Diagnosis Doctors can usually identify AK by doing a thorough examination. A biopsy may be necessary when the keratosis is large and/or thick, to make sure that the bump is a keratosis and not a skin cancer. Seborrheic keratoses are other bumps that appear in groups like the actinic keratosis but are not caused by sun exposure, and are not related to skin cancers. Seborrheic keratoses may be mistaken for an actinic keratosis
Histopathology Actinic keratosis usually shows focal parakeratosis with associated loss of the granular layer, and thickening of the epidermis. The normal ordered maturation of the keratinocytes is disordered to varying degrees, there may be widening of the intracellular spaces, and they may also have some cytologic atypia, such as abnormally large nuclei. The underlying dermis often shows severe actinic elastosis and a mild chronic inflammatory infiltrate
Treatment Diclofenac sodium 3% gel, a nonsteroidal anti-inflammatory drug. Recommended duration of therapy is 60 to 90 days. Cryosurgery, e.g. with liquid nitrogen, by "freezing off" the AKs 5-fluorouracil (a chemotherapy agent): a cream that contains this medication causes AKs to become red and inflamed before they fall off Photodynamic therapy: this new therapy involves injecting a chemical into the bloodstream, which makes AKs more sensitive to any form of light.
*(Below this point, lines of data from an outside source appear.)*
// handlers/protected/account.rs - GET /api/auth/me, GET /api/user/analyses-count

use axum::extract::{Extension, State};
use serde::Serialize;

use crate::app::AppState;
use crate::database::models::UserProfile;
use crate::middleware::{ApiResponse, ApiResult, ValidatedUser};

#[derive(Debug, Serialize)]
pub struct CountResponse {
    pub count: i64,
}

/// Profile of the authenticated user, as currently stored
pub async fn me(Extension(current): Extension<ValidatedUser>) -> ApiResult<UserProfile> {
    Ok(ApiResponse::success(UserProfile::from(&current.user)))
}

/// Number of the user's live (non-trashed) analyses
pub async fn analyses_count(
    State(state): State<AppState>,
    Extension(current): Extension<ValidatedUser>,
) -> ApiResult<CountResponse> {
    let count = state.store.count_analyses(current.id()).await?;
    Ok(ApiResponse::success(CountResponse { count }))
}
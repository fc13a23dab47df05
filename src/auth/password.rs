//! Password hashing and verification.

use argon2::{
    password_hash::{rand_core::OsRng, PasswordHash, PasswordHasher, PasswordVerifier, SaltString},
    Argon2,
};
use thiserror::Error;

/// Well-formed Argon2id hash with default parameters that matches no password.
/// Verifying against it costs the same as verifying a real account.
pub const DUMMY_HASH: &str =
    "$argon2id$v=19$m=19456,t=2,p=1$6Zf8hevMd1TlGdi5c+SaWA$r8aohAByfT+5wN+wtOqk9Rx2qUYw4vJ8aANiPXAZhY8";

#[derive(Debug, Error)]
pub enum PasswordError {
    #[error("hash password: {0}")]
    Hash(String),
    #[error("parse stored hash: {0}")]
    MalformedHash(String),
}

/// Hash a password with Argon2id and a random salt (PHC string format).
pub fn hash_password(password: &str) -> Result<String, PasswordError> {
    let salt = SaltString::generate(&mut OsRng);
    Argon2::default()
        .hash_password(password.as_bytes(), &salt)
        .map(|hash| hash.to_string())
        .map_err(|e| PasswordError::Hash(e.to_string()))
}

/// Verify a password against a stored hash.
///
/// Parameters come from the hash itself, so older hashes keep verifying.
pub fn verify_password(password: &str, hash: &str) -> Result<bool, PasswordError> {
    let parsed = PasswordHash::new(hash).map_err(|e| PasswordError::MalformedHash(e.to_string()))?;
    Ok(Argon2::default().verify_password(password.as_bytes(), &parsed).is_ok())
}

#[cfg(test)]
mod tests {
    use super::*;

    #[test]
    fn hash_and_verify() {
        let hash = hash_password("correct horse").unwrap();
        assert!(hash.starts_with("$argon2id$"));
        assert!(verify_password("correct horse", &hash).unwrap());
        assert!(!verify_password("wrong horse", &hash).unwrap());
    }

    #[test]
    fn salts_differ() {
        assert_ne!(hash_password("same").unwrap(), hash_password("same").unwrap());
    }

    #[test]
    fn dummy_hash_parses_and_never_matches() {
        assert!(!verify_password("correct horse", DUMMY_HASH).unwrap());
        assert!(!verify_password("", DUMMY_HASH).unwrap());
    }

    #[test]
    fn malformed_hash_is_an_error() {
        assert!(matches!(verify_password("x", "not-a-hash"), Err(PasswordError::MalformedHash(_))));
    }
}
use chrono::{DateTime, Utc};
use serde::{Deserialize, Serialize};
use sqlx::FromRow;
use uuid::Uuid;

use crate::types::{Plan, Role};

#[derive(Debug, Clone, Serialize, Deserialize, FromRow)]
pub struct User {
    pub id: Uuid,
    pub email: String,
    #[serde(skip_serializing)]
    pub password_hash: String,
    pub role: Role,
    pub plan: Plan,
    pub analyses_remaining: i32,
    pub created_at: DateTime<Utc>,
    pub updated_at: DateTime<Utc>,
}

#[derive(Debug, Clone)]
pub struct NewUser {
    pub email: String,
    pub password_hash: String,
    pub role: Role,
    pub plan: Plan,
    pub analyses_remaining: i32,
}

/// Client-facing view of a user; never carries the password hash
#[derive(Debug, Clone, Serialize, Deserialize)]
#[serde(rename_all = "camelCase")]
pub struct UserProfile {
    pub id: Uuid,
    pub email: String,
    pub role: Role,
    pub plan: Plan,
    pub analyses_remaining: i32,
    pub created_at: DateTime<Utc>,
}

impl From<&User> for UserProfile {
    fn from(user: &User) -> Self {
        Self {
            id: user.id,
            email: user.email.clone(),
            role: user.role,
            plan: user.plan,
            analyses_remaining: user.analyses_remaining,
            created_at: user.created_at,
        }
    }
}
// handlers/protected/jobs.rs - GET /api/job/:id

use axum::extract::{rejection::PathRejection, Extension, Path, State};
use uuid::Uuid;

use crate::app::AppState;
use crate::database::models::JobView;
use crate::error::ApiError;
use crate::handlers::path_id;
use crate::middleware::{ApiResponse, ApiResult, ValidatedUser};

/// Job status for its submitter or an admin; anyone else sees 404
pub async fn job_status(
    State(state): State<AppState>,
    Extension(current): Extension<ValidatedUser>,
    id: Result<Path<Uuid>, PathRejection>,
) -> ApiResult<JobView> {
    let id = path_id(id)?;
    let job = state
        .store
        .find_job(id)
        .await?
        .filter(|job| job.user_id == current.id() || current.is_admin())
        .ok_or_else(|| ApiError::not_found("Job not found"))?;

    Ok(ApiResponse::success(JobView::from(&job)))
}
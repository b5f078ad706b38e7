use std::{fmt, str::FromStr};

use bevy_math::{Vec2, Vec3};
use serde::{Deserialize, Serialize};

use crate::{error::UnknownDirection, extent::VolumeExtent};

/// The six axis-aligned cutting directions.
///
/// Vectors produced by the lookup tables below are expressed in the target's
/// Z-up frame. Engines with a different up axis convert at their boundary.
#[derive(Clone, Copy, PartialEq, Eq, Hash, Debug, Default, Serialize, Deserialize)]
#[serde(rename_all = "snake_case")]
pub enum ClipDirection {
    #[default]
    TopToBottom,
    BottomToTop,
    LeftToRight,
    RightToLeft,
    FrontToBack,
    BackToFront,
}

/// Which extent of the volume a direction cuts through.
#[derive(Clone, Copy, PartialEq, Eq, Debug)]
pub enum CutAxis {
    Vertical,
    Lateral,
    Depth,
}

const CLIP_NORMALS: [Vec3; 6] = [
    Vec3::new(0.0, 0.0, -1.0),
    Vec3::new(0.0, 0.0, 1.0),
    Vec3::new(1.0, 0.0, 0.0),
    Vec3::new(-1.0, 0.0, 0.0),
    Vec3::new(0.0, 1.0, 0.0),
    Vec3::new(0.0, -1.0, 0.0),
];

// Facing of the rendered plane. Not derivable from CLIP_NORMALS; the renderer
// orients plane entities differently from clip volumes.
const VISUAL_NORMALS: [Vec3; 6] = [
    Vec3::new(-1.0, 0.0, 0.0),
    Vec3::new(1.0, 0.0, 0.0),
    Vec3::new(0.0, 1.0, 0.0),
    Vec3::new(0.0, -1.0, 0.0),
    Vec3::new(0.0, 0.0, 1.0),
    Vec3::new(0.0, 0.0, -1.0),
];

const AXIS_MULTIPLIERS: [f32; 6] = [-1.0, 1.0, -1.0, -1.0, 1.0, 1.0];

const NAMES: [&str; 6] = [
    "top_to_bottom",
    "bottom_to_top",
    "left_to_right",
    "right_to_left",
    "front_to_back",
    "back_to_front",
];

impl ClipDirection {
    pub const ALL: [ClipDirection; 6] = [
        ClipDirection::TopToBottom,
        ClipDirection::BottomToTop,
        ClipDirection::LeftToRight,
        ClipDirection::RightToLeft,
        ClipDirection::FrontToBack,
        ClipDirection::BackToFront,
    ];

    const fn index(self) -> usize {
        self as usize
    }

    /// Normal of the invisible clip plane.
    pub const fn clip_normal(self) -> Vec3 {
        CLIP_NORMALS[self.index()]
    }

    /// Normal used to face the rendered plane handle.
    pub const fn visual_normal(self) -> Vec3 {
        VISUAL_NORMALS[self.index()]
    }

    /// Sign turning drag magnitude into a signed distance change.
    pub const fn axis_multiplier(self) -> f32 {
        AXIS_MULTIPLIERS[self.index()]
    }

    pub const fn cut_axis(self) -> CutAxis {
        match self {
            ClipDirection::TopToBottom | ClipDirection::BottomToTop => CutAxis::Vertical,
            ClipDirection::LeftToRight | ClipDirection::RightToLeft => CutAxis::Lateral,
            ClipDirection::FrontToBack | ClipDirection::BackToFront => CutAxis::Depth,
        }
    }

    /// Starting distance: `fraction` of the extent the direction cuts through.
    pub fn initial_offset(self, extent: &VolumeExtent, fraction: f32) -> f32 {
        let along = match self.cut_axis() {
            CutAxis::Vertical => extent.height,
            CutAxis::Lateral => extent.width,
            CutAxis::Depth => extent.depth,
        };
        along * fraction
    }

    /// 2D size of the rendered plane.
    pub fn visual_extent(self, extent: &VolumeExtent) -> Vec2 {
        match self.cut_axis() {
            CutAxis::Vertical => Vec2::new(extent.width, extent.depth),
            CutAxis::Lateral => Vec2::new(extent.depth, extent.height),
            CutAxis::Depth => Vec2::new(extent.width, extent.height),
        }
    }

    pub const fn name(self) -> &'static str {
        NAMES[self.index()]
    }

    /// Parses a direction name, falling back to [`ClipDirection::TopToBottom`]
    /// for anything unrecognized.
    pub fn from_name_lossy(name: &str) -> Self {
        name.parse().unwrap_or_default()
    }
}

impl fmt::Display for ClipDirection {
    fn fmt(&self, f: &mut fmt::Formatter<'_>) -> fmt::Result {
        f.write_str(self.name())
    }
}

impl FromStr for ClipDirection {
    type Err = UnknownDirection;

    fn from_str(s: &str) -> Result<Self, Self::Err> {
        let trimmed = s.trim();
        ClipDirection::ALL
            .into_iter()
            .find(|dir| dir.name().eq_ignore_ascii_case(trimmed))
            .ok_or_else(|| UnknownDirection(s.to_string()))
    }
}
use bevy::{
    input::mouse::{MouseMotion, MouseScrollUnit, MouseWheel},
    prelude::*,
};

pub struct TileclipCameraPlugin;

impl Plugin for TileclipCameraPlugin {
    fn build(&self, app: &mut App) {
        app.add_systems(Update, orbit_camera_system.in_set(OrbitCameraSystems));
    }
}

/// Systems that move orbit cameras. Order input that locks rotation before it.
#[derive(SystemSet, Clone, PartialEq, Eq, Hash, Debug)]
pub struct OrbitCameraSystems;

/// Orbit camera placed on the viewer camera entity.
///
/// Controls:
/// - Left-click + drag: orbit around `focus` (blocked while `rotate_enabled` is false)
/// - Middle-click + drag: pan the focus point
/// - Scroll wheel: zoom towards / away from `focus`
#[derive(Component)]
pub struct OrbitCamera {
    pub focus: Vec3,
    pub radius: f32,
    pub yaw: f32,
    pub pitch: f32,
    /// Orbit sensitivity (radians per pixel).
    pub sensitivity: f32,
    /// Zoom step as a fraction of the current radius per scroll line.
    pub zoom_step: f32,
    /// Cleared while something else owns left-drag, e.g. a clip plane drag.
    pub rotate_enabled: bool,
}

impl Default for OrbitCamera {
    fn default() -> Self {
        Self {
            focus: Vec3::ZERO,
            radius: 10.0,
            yaw: 0.6,
            pitch: 0.5,
            sensitivity: 0.005,
            zoom_step: 0.1,
            rotate_enabled: true,
        }
    }
}

impl OrbitCamera {
    /// Frame a bounding sphere from the current yaw/pitch.
    pub fn framing(center: Vec3, radius: f32) -> Self {
        Self {
            focus: center,
            radius: (radius * 2.5).max(1.0),
            ..default()
        }
    }

    pub fn transform(&self) -> Transform {
        let rotation = Quat::from_euler(EulerRot::YXZ, self.yaw, -self.pitch, 0.0);
        let translation = self.focus + rotation * Vec3::new(0.0, 0.0, self.radius);
        Transform::from_translation(translation).looking_at(self.focus, Vec3::Y)
    }
}

fn orbit_camera_system(
    mouse: Res<ButtonInput<MouseButton>>,
    mut mouse_motion: MessageReader<MouseMotion>,
    mut scroll_events: MessageReader<MouseWheel>,
    mut camera_query: Query<(&mut OrbitCamera, &mut Transform)>,
) {
    let mut mouse_delta = Vec2::ZERO;
    for motion in mouse_motion.read() {
        mouse_delta += motion.delta;
    }
    let mut scroll = 0.0;
    for event in scroll_events.read() {
        scroll += match event.unit {
            MouseScrollUnit::Line => event.y,
            MouseScrollUnit::Pixel => event.y * 0.01,
        };
    }

    for (mut orbit, mut transform) in &mut camera_query {
        if mouse.pressed(MouseButton::Left) && orbit.rotate_enabled && mouse_delta != Vec2::ZERO {
            orbit.yaw -= mouse_delta.x * orbit.sensitivity;
            orbit.pitch = (orbit.pitch + mouse_delta.y * orbit.sensitivity).clamp(
                -std::f32::consts::FRAC_PI_2 + 0.01,
                std::f32::consts::FRAC_PI_2 - 0.01,
            );
        }

        if mouse.pressed(MouseButton::Middle) && mouse_delta != Vec2::ZERO {
            let right = transform.right().as_vec3();
            let up = transform.up().as_vec3();
            let pan_scale = orbit.radius * 0.002;
            orbit.focus += (-right * mouse_delta.x + up * mouse_delta.y) * pan_scale;
        }

        if scroll != 0.0 {
            let factor = (1.0 - scroll * orbit.zoom_step).clamp(0.5, 1.5);
            orbit.radius = (orbit.radius * factor).max(0.1);
        }

        *transform = orbit.transform();
    }
}
//! Engine-agnostic clipping-plane interaction: direction geometry, drag
//! mapping and the activation state machine for one clip per controller.

pub mod controller;
pub mod direction;
pub mod drag;
pub mod error;
pub mod extent;
pub mod scene;
pub mod settings;

pub use controller::{ClipState, ClippingPlaneController, Lifecycle, VisualPlaneState};
pub use direction::{ClipDirection, CutAxis};
pub use error::{ClipRejected, SettingsError, UnknownDirection};
pub use extent::{BoundingVolume, VolumeExtent};
pub use scene::{ClipScene, SceneHandles, VisualPlaneDesc};
pub use settings::ClipSettings;
use bevy::{prelude::*, window::PrimaryWindow};
use tileclip_core::ClipDirection;

use crate::{
    scene::{PointerSubscriptions, WorldScene},
    settings::ClipKeybinds,
    ClipController, ClipRequest,
};

/// Cursor position seen on the previous frame, for per-frame move deltas.
#[derive(Resource, Default)]
pub struct PointerTracker {
    pub last_cursor: Option<Vec2>,
}

/// Forward primary-window pointer press/move/release to the clip controller.
///
/// Runs as an exclusive system because picking and plane updates go through
/// [`WorldScene`].
pub(crate) fn forward_pointer_events(world: &mut World) {
    let keybinds = world.resource::<ClipKeybinds>().clone();
    let modifier_held = world
        .resource::<ButtonInput<KeyCode>>()
        .pressed(keybinds.speed_modifier);
    let mouse = world.resource::<ButtonInput<MouseButton>>();
    let pressed = mouse.just_pressed(MouseButton::Left);
    let released = mouse.just_released(MouseButton::Left);

    let cursor = world
        .query_filtered::<&Window, With<PrimaryWindow>>()
        .single(world)
        .ok()
        .and_then(|window| window.cursor_position());

    let mut tracker = world.resource_mut::<PointerTracker>();
    let delta = match (tracker.last_cursor, cursor) {
        (Some(last), Some(now)) => now - last,
        _ => Vec2::ZERO,
    };
    tracker.last_cursor = cursor;

    let listening = world.resource::<PointerSubscriptions>().is_listening();

    world.resource_scope(|world, mut controller: Mut<ClipController>| {
        if controller.state().speed_modifier != modifier_held {
            controller.set_speed_modifier(modifier_held);
        }
        if !listening {
            return;
        }

        let mut scene = WorldScene::new(world);
        if pressed && let Some(cursor) = cursor {
            controller.pointer_down(&mut scene, cursor);
        }
        if delta != Vec2::ZERO && controller.is_dragging() {
            controller.pointer_move(&mut scene, delta);
        }
        if released {
            controller.pointer_up(&mut scene);
        }
    });
}

/// Toggle key and per-direction keys, standing in for a direction dropdown.
pub(crate) fn clip_shortcuts(
    keyboard: Res<ButtonInput<KeyCode>>,
    keybinds: Res<ClipKeybinds>,
    controller: Res<ClipController>,
    mut commands: Commands,
) {
    if keyboard.just_pressed(keybinds.toggle) {
        commands.trigger(ClipRequest::SetActive {
            active: !controller.is_active(),
            direction: None,
        });
    }
    for (key, direction) in keybinds.directions.iter().zip(ClipDirection::ALL) {
        if keyboard.just_pressed(*key) {
            commands.trigger(ClipRequest::ChangeDirection(direction));
        }
    }
}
Laser, notably CO2 and Er:YAG lasers. A Laser resurfacing technique is often used with diffuse AKs. Electrocautery: burning off AKs with electricity Immune Response Modifier: topical treatment with imiquimod (Aldara), an immune enhancing agent Different forms of surgery
Cutaneous horn Cutaneous horns, also known by the Latin name cornu cutaneum, are unusual keratinous skin tumors with the appearance of horns, or sometimes of wood or coral. Formally, this is a clinical diagnosis for a "conical projection above the surface of the skin." They are usually small and localized, but can in very rare cases be much larger. Although often benign, they can also be malignant or premalignant.
Etiology The cause of cutaneous horns is still unknown, but it is believed that exposure to radiation can trigger the condition. This is evidenced by a higher rate of cases occurring on the face and hands, areas that are often exposed to sunlight. Other cases have reported cutaneous horns arising from burn scars. As with many other wart-like skin conditions, a link to the HPV virus family, especially the HPV-2 subtype has been suggested.
Prominent cases Zhang Ruifang, aged 101 (living in Linlou Village, Henan province, China), has grown a cutaneous horn on her forehead, resembling what those who have examined her and her family call "Devil's Horns." Notably, this growth has expanded to reach a total of 6 centimeters in length. Another is forming on the opposite side of her forehead. Madame Dimanche, called Widow Sunday, a French woman living in Paris in the early 19th century, grew, in six years from the age of 76, a 24.9 cm (9.8") horn from her forehead before it was successfully removed by French surgeon Br. Joseph Souberbeille (1754–1846). A wax model of her head is on display at the Mütter Museum, The College of Physicians of Philadelphia, US
Mortality/Morbidity The lesion at the base of the keratin mound is benign in the majority of cases. Malignancy is present in up to 20% of cases, with squamous cell carcinoma being the most common type. The incidence of squamous cell carcinoma increases to 37% when the cutaneous horn is present on the penis. Tenderness at the base of the lesion is often a clue to the presence of a possible underlying squamous cell carcinoma.
Treatments As the horn is composed of keratin, the same material found in fingernails, the horn can usually be removed with a sterile razor. However, the underlying condition will still need to be treated. Treatments vary, but they can include surgery, radiation therapy, and chemotherapy.